Restaurant reviewing is, of course, not limited to one or two aspects of a dining experience. And it does not  have to be something special neither. I personally refuse the idea of  restaurant reviewing on a professional level for a very simple reason: I don’t see why something as personal as this  (talking about the food you eat) would be remunerative , unless you go way beyond the basic restaurant scripts and books of recipes as it is the case for  few  exceptional food journalists  like Quebec’s Marie-Claude Lortie, Perico Légasse in France, John Mariani in the US .  I know,  it (reviewing restaurant as a job) is a pointer, a way to be better informed.  But you have this in tons of  opinions over the web,  and those people are not renumerated. I know some will argue that a professional food critic will provide you with stylish write-ups and professionalism. BUT  that is not what I want in a restaurant review: like it or not, I do not eat ‘style’ nor ‘a sense of professionalism’ nor ‘megalomania expressed through writings”.  I eat food and I just want to know what is offered, how it is made, to what relative level of cooking is the kitchen reaching out to.
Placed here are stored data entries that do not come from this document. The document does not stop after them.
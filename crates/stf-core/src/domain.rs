use std::fmt;

use serde::{Deserialize, Serialize};

macro_rules! string_id {
    ($(#[$meta:meta])* $name:ident) => {
        $(#[$meta])*
        #[derive(Clone, Debug, PartialEq, Eq, Hash, PartialOrd, Ord, Serialize, Deserialize)]
        #[serde(transparent)]
        pub struct $name(pub String);

        impl $name {
            pub fn new(id: impl Into<String>) -> Self {
                Self(id.into())
            }

            pub fn as_str(&self) -> &str {
                &self.0
            }
        }

        impl fmt::Display for $name {
            fn fmt(&self, f: &mut fmt::Formatter<'_>) -> fmt::Result {
                f.write_str(&self.0)
            }
        }

        impl From<&str> for $name {
            fn from(s: &str) -> Self {
                Self(s.to_string())
            }
        }
    };
}

string_id!(
    /// Slack user id (`U…` / `W…`).
    UserId
);
string_id!(
    /// Slack conversation id (`C…`, `G…`, `D…`).
    ChannelId
);
string_id!(
    /// Slack user group id (`S…`).
    GroupId
);
string_id!(
    /// Message timestamp identifier. Unique within a channel and ordered by send time.
    Ts
);

/// A stable reference to a Slack message.
#[derive(Clone, Debug, PartialEq, Eq, Hash)]
pub struct MessageRef {
    pub channel: ChannelId,
    pub ts: Ts,
}

/// A single fetched chat message.
///
/// `raw` keeps the full record exactly as the platform returned it so the
/// structured dump can show fields we don't model (reactions, files, blocks).
#[derive(Clone, Debug, PartialEq)]
pub struct Message {
    pub ts: Ts,
    pub user: Option<UserId>,
    pub text: Option<String>,
    pub raw: serde_json::Value,
}

impl Message {
    /// Build a message from a raw platform record. Returns `None` when the
    /// record has no `ts`, which Slack never omits for real messages.
    pub fn from_raw(raw: serde_json::Value) -> Option<Self> {
        let ts = raw.get("ts").and_then(|v| v.as_str()).map(Ts::from)?;
        let user = raw.get("user").and_then(|v| v.as_str()).map(UserId::from);
        let text = raw
            .get("text")
            .and_then(|v| v.as_str())
            .map(|s| s.to_string());
        Some(Self {
            ts,
            user,
            text,
            raw,
        })
    }
}

/// Root message followed by its replies in chronological order.
#[derive(Clone, Debug, Default, PartialEq)]
pub struct Thread {
    pub messages: Vec<Message>,
}

impl Thread {
    pub fn new(messages: Vec<Message>) -> Self {
        Self { messages }
    }

    pub fn is_empty(&self) -> bool {
        self.messages.is_empty()
    }

    pub fn len(&self) -> usize {
        self.messages.len()
    }

    pub fn root(&self) -> Option<&Message> {
        self.messages.first()
    }

    pub fn replies(&self) -> &[Message] {
        self.messages.get(1..).unwrap_or(&[])
    }
}

/// A "forward this message" shortcut invocation.
#[derive(Clone, Debug, PartialEq, Eq)]
pub struct ShortcutEvent {
    pub callback_id: String,
    pub channel: ChannelId,
    pub user: UserId,
    pub message_ts: Ts,
    /// Author of the acted-upon message (may be absent for bot/system messages).
    pub message_author: Option<UserId>,
}

impl ShortcutEvent {
    pub fn source(&self) -> MessageRef {
        MessageRef {
            channel: self.channel.clone(),
            ts: self.message_ts.clone(),
        }
    }
}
There is also the widely preached bogus belief that  anonymous reviews may hide personal agendas.  Even a saint can hide an agenda.  We  all know that.  More importantly, a  normal diner   at a restaurant is anonymous, shall I remind this? And when you dine at a restaurant, guess what…you have opinions on what you have just paid for, with, as it should normally happen… your own hard earned money.  Those opinions can be expressed in many ways: verbally, in writings, etc. So, I do not see any problem with comments from  anonymous or well known sources. They both can either  hide agendas or be honest. No one will ever have any  control over this, anyways. Desperate harmful and insulting views with no constructive and no honest purpose —- which is the only thing that would make sense to fear from an anonymous review–  should obviously NOT be encouraged and this applies to  celeb faces hiding  agendas of restaurant propaganda .  Either way, there should be no  excuse to intimidate freedom of speech.  The debate over anonymous opinions is a debate full of nonsense, a creation of some of the industry’s watchdogs,  a debate pertaining to ancient times when big Daddy, scared of the judgements of others, would command you to show your face before you can  think and judge accordingly.  But humanity has evolved and people  paying for what they consume, with their  own hard earned money, should never accept that the restaurant industry and some of their watchdogs  take control over what we should have as opinions.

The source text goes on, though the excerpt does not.